Trumpet blowing may seem silly. There’s no record that this was actually done, but is metaphorical for, things we do to get attention. Christ’s focus is the reason for which hypocrites draw attention to what they’ve done: “to be honored by men.”
Again, Christ’s argument is not that our giving should never be seen, but only that we should never divulge it in order to get human recognition. When that happens, “I tell you the truth, they have received their reward in full” (Matthew 6:5).
If we give in order to get men’s praises, we’ll get what we seek – things named after us, dinner invitations from heads of ministries, our names inscribed on pews or bricks, appointment to boards, or seeing our names on a plaque and in the newspaper.
But in getting what we seek, we will lose what we should have sought – God’s approval.
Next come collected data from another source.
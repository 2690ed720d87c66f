use std::fmt;

use serde::Deserialize;

/// Author of an issue or pull request
#[derive(Debug, Clone, Deserialize)]
pub struct User {
    pub login: String,
}

/// A label attached to an issue or pull request
#[derive(Debug, Clone, Deserialize)]
pub struct Label {
    pub name: String,
}

/// Present on items from the issues endpoint that are really pull requests
#[derive(Debug, Clone, Default, Deserialize)]
pub struct PullRequestRef {
    #[serde(default)]
    pub merged_at: Option<String>,
}

/// An issue or pull request as returned by the GitHub REST API.
///
/// The same shape covers both `/pulls` and `/issues` listings; fields only one
/// of them returns are optional.
#[derive(Debug, Clone, Deserialize)]
pub struct RawItem {
    pub number: u64,
    #[serde(default)]
    pub title: Option<String>,
    #[serde(default)]
    pub body: Option<String>,
    #[serde(default)]
    pub user: Option<User>,
    pub created_at: String,
    #[serde(default)]
    pub merged_at: Option<String>,
    pub state: String,
    #[serde(default)]
    pub labels: Vec<Label>,
    pub html_url: String,
    #[serde(default)]
    pub pull_request: Option<PullRequestRef>,
}

impl RawItem {
    /// Merge timestamp, wherever the endpoint put it
    pub fn merged_at(&self) -> Option<&str> {
        self.merged_at
            .as_deref()
            .or_else(|| self.pull_request.as_ref()?.merged_at.as_deref())
    }

    pub fn author(&self) -> &str {
        self.user.as_ref().map_or("", |user| user.login.as_str())
    }

    /// Issue vs pull request; only meaningful for items from the issues endpoint
    pub fn kind(&self) -> ItemKind {
        if self.pull_request.is_some() {
            ItemKind::PullRequest
        } else {
            ItemKind::Issue
        }
    }
}

/// Wrapper for one page of items from the GitHub API
#[derive(Deserialize)]
pub struct Page(pub Vec<RawItem>);

#[derive(Debug, Clone, Copy, PartialEq, Eq)]
pub enum ItemKind {
    PullRequest,
    Issue,
}

impl fmt::Display for ItemKind {
    fn fmt(&self, f: &mut fmt::Formatter<'_>) -> fmt::Result {
        f.write_str(match self {
            Self::PullRequest => "PR",
            Self::Issue => "Issue",
        })
    }
}

#[derive(Debug, Clone, Copy, PartialEq, Eq)]
pub enum Status {
    Open,
    Merged,
    Closed,
}

impl fmt::Display for Status {
    fn fmt(&self, f: &mut fmt::Formatter<'_>) -> fmt::Result {
        f.write_str(match self {
            Self::Open => "Open",
            Self::Merged => "Merged",
            Self::Closed => "Closed",
        })
    }
}

/// One normalized line of the CSV report
#[derive(Debug, Clone, PartialEq, Eq)]
pub struct ReportRow {
    pub number: u64,
    pub title: String,
    pub status: Status,
    pub labels: String,
    pub url: String,
    pub description: String,
    /// Raw merge timestamp, or `n/a`
    pub date_merged: String,
    pub date_opened: String,
    pub kind: ItemKind,
    pub author: String,
}
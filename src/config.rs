use std::path::PathBuf;
use std::str::FromStr;

use jiff::civil::{Date, Time};
use jiff::{Span, Timestamp, Zoned};

use crate::error::Error;
use crate::filter::{AuthorFilter, TimeWindow};

/// Days covered by a report when no dates are given
pub const DEFAULT_REPORT_DAYS: i64 = 14;

/// A date given on the command line
#[derive(Debug, Clone, Copy, PartialEq, Eq)]
pub enum DateArg {
    /// A calendar day in the local time zone
    Day(Date),
    /// An exact instant
    Instant(Timestamp),
}

impl FromStr for DateArg {
    type Err = Error;

    fn from_str(input: &str) -> Result<Self, Self::Err> {
        let input = input.trim();
        if let Ok(date) = input.parse::<Date>() {
            return Ok(Self::Day(date));
        }
        input
            .parse::<Timestamp>()
            .map(Self::Instant)
            .map_err(|_| Error::InvalidDate {
                input: input.to_owned(),
            })
    }
}

impl DateArg {
    /// First instant of the day, or the instant itself
    fn start(self, now: &Zoned) -> Result<Timestamp, Error> {
        match self {
            Self::Day(date) => Ok(date.to_zoned(now.time_zone().clone())?.timestamp()),
            Self::Instant(ts) => Ok(ts),
        }
    }

    /// Last instant of the day, or the instant itself
    fn end(self, now: &Zoned) -> Result<Timestamp, Error> {
        match self {
            Self::Day(date) => Ok(date
                .to_datetime(Time::MAX)
                .to_zoned(now.time_zone().clone())?
                .timestamp()),
            Self::Instant(ts) => Ok(ts),
        }
    }
}

/// How the reporting window is chosen
#[derive(Debug, Clone, Copy, PartialEq, Eq)]
pub enum DateMode {
    /// Both ends given explicitly
    FixedRange { start: DateArg, stop: DateArg },
    /// From a start date up to now
    FromOnly { start: DateArg },
    /// The last N days, starting at midnight
    RelativeDays(i64),
    /// The last [`DEFAULT_REPORT_DAYS`] days
    Default14Days,
    /// No date filtering at all
    Unbounded,
}

impl DateMode {
    /// Pick a mode from the command-line date options, most specific first.
    ///
    /// A stop date without a start date is ignored.
    pub fn from_args(start: Option<DateArg>, stop: Option<DateArg>, num_days: Option<i64>) -> Self {
        match (start, stop, num_days) {
            (Some(start), Some(stop), _) => Self::FixedRange { start, stop },
            (Some(start), None, _) => Self::FromOnly { start },
            (None, _, Some(days)) => Self::RelativeDays(days),
            (None, _, None) => Self::Default14Days,
        }
    }

    /// Turn the mode into a concrete window relative to `now`.
    ///
    /// Returns `None` for [`DateMode::Unbounded`].
    pub fn resolve(&self, now: &Zoned) -> Result<Option<TimeWindow>, Error> {
        let window = match *self {
            Self::FixedRange { start, stop } => TimeWindow::new(start.start(now)?, stop.end(now)?),
            Self::FromOnly { start } => TimeWindow::new(start.start(now)?, now.timestamp()),
            Self::RelativeDays(days) => last_days(now, days)?,
            Self::Default14Days => last_days(now, DEFAULT_REPORT_DAYS)?,
            Self::Unbounded => return Ok(None),
        };
        Ok(Some(window))
    }
}

fn last_days(now: &Zoned, days: i64) -> Result<TimeWindow, Error> {
    let start = now
        .date()
        .checked_sub(Span::new().try_days(days)?)?
        .to_zoned(now.time_zone().clone())?;
    Ok(TimeWindow::new(start.timestamp(), now.timestamp()))
}

/// Column used to order rows before writing
#[derive(Debug, Clone, Copy, PartialEq, Eq, clap::ValueEnum)]
pub enum SortKey {
    /// Labels column, plain string order
    Labels,
    /// Creation timestamp, oldest first
    DateOpened,
}

/// What goes into the Description column
#[derive(Debug, Clone, Copy, PartialEq, Eq, clap::ValueEnum)]
pub enum DescriptionMode {
    /// The whole body, cleaned up
    Full,
    /// Only the `### Detailed summary` section
    Summary,
}

/// Which report is produced, and with it which endpoints and columns
#[derive(Debug, Clone, Copy, PartialEq, Eq)]
pub enum Layout {
    /// Merged PRs in the window followed by all open PRs
    Biweekly,
    /// Every issue and PR of the repository
    Index,
}

/// Everything a pipeline run needs, built once in `main`
#[derive(Debug, Clone)]
pub struct PipelineConfig {
    pub owner: String,
    pub repo: String,
    pub layout: Layout,
    pub date_mode: DateMode,
    pub sort_key: SortKey,
    pub description_mode: DescriptionMode,
    pub authors: Option<AuthorFilter>,
    pub output: PathBuf,
}

/// Where the biweekly report is written when no path is given
pub fn biweekly_report_path(output_dir: &std::path::Path, owner: &str, repo: &str) -> PathBuf {
    output_dir.join(format!("{owner}_{repo}_biweekly_pr_report.csv"))
}
use std::fs;
use std::path::Path;
use std::sync::LazyLock;

use colored::Colorize as _;
use jiff::Timestamp;
use regex::Regex;
use tracing::{debug, info};

use crate::config::{Layout, SortKey};
use crate::data::ReportRow;
use crate::error::Error;

pub const BIWEEKLY_HEADER: [&str; 7] = [
    "PR #",
    "Title",
    "Status",
    "Labels",
    "Link",
    "Description",
    "Date Merged",
];

pub const INDEX_HEADER: [&str; 7] = [
    "Date Opened",
    "Issue/PR URL",
    "Title",
    "Description",
    "Status",
    "Issue Type",
    "Author",
];

static REPO_URL: LazyLock<Regex> = LazyLock::new(|| {
    Regex::new(r"github\.com[/:]([^/\s]+)/([^/\s]+?)(?:\.git)?(?:/|$)").expect("valid regex")
});

/// Extract owner and repo from URLs like `https://github.com/owner/repo/...`
pub fn parse_repo_url(url: &str) -> Result<(String, String), Error> {
    let captures = REPO_URL
        .captures(url.trim())
        .ok_or_else(|| Error::InvalidRepoUrl(url.to_owned()))?;
    Ok((captures[1].to_owned(), captures[2].to_owned()))
}

impl Layout {
    pub fn header(self) -> [&'static str; 7] {
        match self {
            Self::Biweekly => BIWEEKLY_HEADER,
            Self::Index => INDEX_HEADER,
        }
    }

    fn record(self, row: &ReportRow) -> [String; 7] {
        match self {
            Self::Biweekly => [
                row.number.to_string(),
                row.title.clone(),
                row.status.to_string(),
                row.labels.clone(),
                row.url.clone(),
                row.description.clone(),
                row.date_merged.clone(),
            ],
            Self::Index => [
                row.date_opened.clone(),
                row.url.clone(),
                row.title.clone(),
                row.description.clone(),
                row.status.to_string(),
                row.kind.to_string(),
                row.author.clone(),
            ],
        }
    }

    fn quote_style(self) -> csv::QuoteStyle {
        match self {
            Self::Biweekly => csv::QuoteStyle::Necessary,
            Self::Index => csv::QuoteStyle::Always,
        }
    }

    fn noun(self) -> &'static str {
        match self {
            Self::Biweekly => "PRs",
            Self::Index => "issues or PRs",
        }
    }
}

/// Stable sort by the chosen column
pub fn sort_rows(rows: &mut [ReportRow], key: SortKey) {
    match key {
        SortKey::Labels => rows.sort_by(|a, b| a.labels.cmp(&b.labels)),
        SortKey::DateOpened => rows.sort_by_key(|row| row.date_opened.parse::<Timestamp>().ok()),
    }
}

/// Sort each section, then write them one after another to `path`.
///
/// Returns the number of rows written. Nothing is created when there are no
/// rows; an existing file is overwritten.
pub fn write_report(
    path: &Path,
    layout: Layout,
    key: SortKey,
    sections: Vec<Vec<ReportRow>>,
) -> Result<usize, Error> {
    let rows: Vec<ReportRow> = sections
        .into_iter()
        .flat_map(|mut section| {
            sort_rows(&mut section, key);
            section
        })
        .collect();
    if rows.is_empty() {
        return Ok(0);
    }

    if let Some(dir) = path.parent().filter(|dir| !dir.as_os_str().is_empty()) {
        fs::create_dir_all(dir).map_err(|source| Error::Io {
            path: dir.to_path_buf(),
            source,
        })?;
    }

    info!("Writing {} rows to {}", rows.len(), path.display());
    if let Some(first) = rows.first() {
        debug!(
            title = first.title.as_str(),
            description_len = first.description.len(),
            "First row"
        );
    }

    let csv_error = |source: csv::Error| Error::Csv {
        path: path.to_path_buf(),
        source,
    };
    let mut writer = csv::WriterBuilder::new()
        .quote_style(layout.quote_style())
        .terminator(csv::Terminator::Any(b'\n'))
        .from_path(path)
        .map_err(csv_error)?;
    writer.write_record(layout.header()).map_err(csv_error)?;
    for row in &rows {
        writer.write_record(layout.record(row)).map_err(csv_error)?;
    }
    writer.flush().map_err(|source| Error::Io {
        path: path.to_path_buf(),
        source,
    })?;

    Ok(rows.len())
}

/// Print the outcome of a run
pub fn print_summary(path: &Path, layout: Layout, rows: usize) {
    if rows == 0 {
        println!(
            "{}",
            format!("No {} found in the specified time range.", layout.noun()).yellow()
        );
    } else {
        println!(
            "{} {} ({} rows)",
            "CSV file created:".cyan().bold(),
            path.display().to_string().bright_blue(),
            rows.to_string().green().bold()
        );
    }
}
use thiserror::Error;

/// Timeouts are not errors: a menu that times out finishes normally with no result.
#[derive(Debug, Error)]
pub enum MenuError {
    #[error("invalid menu configuration: {0}")]
    Configuration(String),
    #[error("chat service request failed: {0}")]
    Network(#[from] serenity::Error),
}

impl MenuError {
    pub(crate) fn config(msg: impl Into<String>) -> Self {
        MenuError::Configuration(msg.into())
    }
}

pub type MenuResult<T> = Result<T, MenuError>;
We shouldn’t brag about our giving, but neither should we cover it up. It’s easier for people to follow footprints (what we do) than commands (what we say). If we aren’t willing to openly and humbly discuss our giving, how can we expect to raise up givers? The church has plenty of examples of consumers – we need to see examples of givers.
Hebrews 10:24 tells us to “spur one another on toward love and good deeds.”
We can only be spurred on by what we can see.